use actix_web::{HttpRequest, HttpResponse, Result as ActixResult, web};
use once_cell::sync::Lazy;

use crate::middlewares;
use crate::models::ai_chat::AiChatRequest;
use crate::services::AiChatService;

static AI_CHAT_SERVICE: Lazy<AiChatService> = Lazy::new(AiChatService::new_lazy);

pub async fn chat(
    req: HttpRequest,
    chat_request: web::Json<AiChatRequest>,
) -> ActixResult<HttpResponse> {
    AI_CHAT_SERVICE.chat(&req, chat_request.into_inner()).await
}

// 限流在认证之后执行，按用户计数
pub fn configure_ai_chat_routes(cfg: &mut web::ServiceConfig) {
    cfg.service(
        web::scope("/api/v1/ai")
            .wrap(middlewares::RequireJWT)
            .route(
                "/chat",
                web::post()
                    .to(chat)
                    .wrap(middlewares::RateLimit::ai_chat()),
            ),
    );
}
use actix_web::HttpRequest;
use std::sync::Arc;
use tracing::{info, warn};

use super::{ClassService, validate_capacity};
use crate::errors::EduConnectError;
use crate::models::ErrorCode;
use crate::models::classes::requests::{CreateClassRequest, NewClass};
use crate::models::users::entities::{User, UserRole};
use crate::services::access::current_user;
use crate::services::responses::{
    ServiceResult, bad_request, conflict, created, forbidden, internal, not_found,
};
use crate::storage::Storage;
use crate::utils::random_code::generate_class_code;
use crate::utils::validate::validate_text;

// 班级码冲突时的重试次数
const CODE_ATTEMPTS: usize = 5;

pub async fn create_class(
    service: &ClassService,
    request: &HttpRequest,
    class_data: CreateClassRequest,
) -> ServiceResult {
    let user = current_user(request)?;
    let storage = service.get_storage(request)?;

    validate_text("Class name", &class_data.name, 1, 100)
        .map_err(|e| bad_request(ErrorCode::BadRequest, e))?;
    validate_capacity(class_data.capacity).map_err(|e| bad_request(ErrorCode::BadRequest, e))?;

    let teacher_id = resolve_teacher(&storage, &user, class_data.teacher_id).await?;

    let mut new_class = NewClass {
        teacher_id,
        name: class_data.name.trim().to_string(),
        subject: class_data.subject,
        description: class_data.description,
        room: class_data.room,
        schedule: class_data.schedule,
        capacity: class_data.capacity,
        class_code: generate_class_code(),
    };

    for attempt in 1..=CODE_ATTEMPTS {
        match storage.create_class(new_class.clone()).await {
            Ok(class) => {
                info!(
                    "Class {} ({}) created by {}",
                    class.name, class.class_code, user.username
                );
                return created(class, "Class created successfully");
            }
            Err(EduConnectError::Conflict(msg)) => {
                warn!("Class code collision on attempt {}: {}", attempt, msg);
                new_class.class_code = generate_class_code();
            }
            Err(e) => return Err(internal("Failed to create class")(e)),
        }
    }

    Err(conflict(
        ErrorCode::ClassAlreadyExists,
        "Unable to allocate a unique class code, please retry",
    ))
}

/// 教师只能为自己建班，管理员必须指定一名教师
async fn resolve_teacher(
    storage: &Arc<dyn Storage>,
    user: &User,
    requested: Option<i64>,
) -> Result<i64, actix_web::HttpResponse> {
    match user.role {
        UserRole::Teacher => match requested {
            Some(id) if id != user.id => Err(forbidden(
                ErrorCode::ClassPermissionDenied,
                "You do not have permission to create a class for another teacher",
            )),
            _ => Ok(user.id),
        },
        UserRole::Admin => {
            let Some(teacher_id) = requested else {
                return Err(bad_request(
                    ErrorCode::BadRequest,
                    "teacher_id is required when an admin creates a class",
                ));
            };
            let teacher = storage
                .get_user_by_id(teacher_id)
                .await
                .map_err(internal("Failed to load teacher"))?
                .ok_or_else(|| not_found(ErrorCode::UserNotFound, "Teacher not found"))?;
            if teacher.role != UserRole::Teacher {
                return Err(bad_request(
                    ErrorCode::BadRequest,
                    "Classes can only be assigned to teachers",
                ));
            }
            Ok(teacher.id)
        }
        UserRole::Student => Err(forbidden(
            ErrorCode::ClassPermissionDenied,
            "You do not have permission to create a class",
        )),
    }
}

════════════════

> [TO DO]: The task calls for every line of the material that contains the string "Lazy".

> [OUTPUT OF THE TASK]:
use once_cell::sync::Lazy;
static AI_CHAT_SERVICE: Lazy<AiChatService> = Lazy::new(AiChatService::new_lazy);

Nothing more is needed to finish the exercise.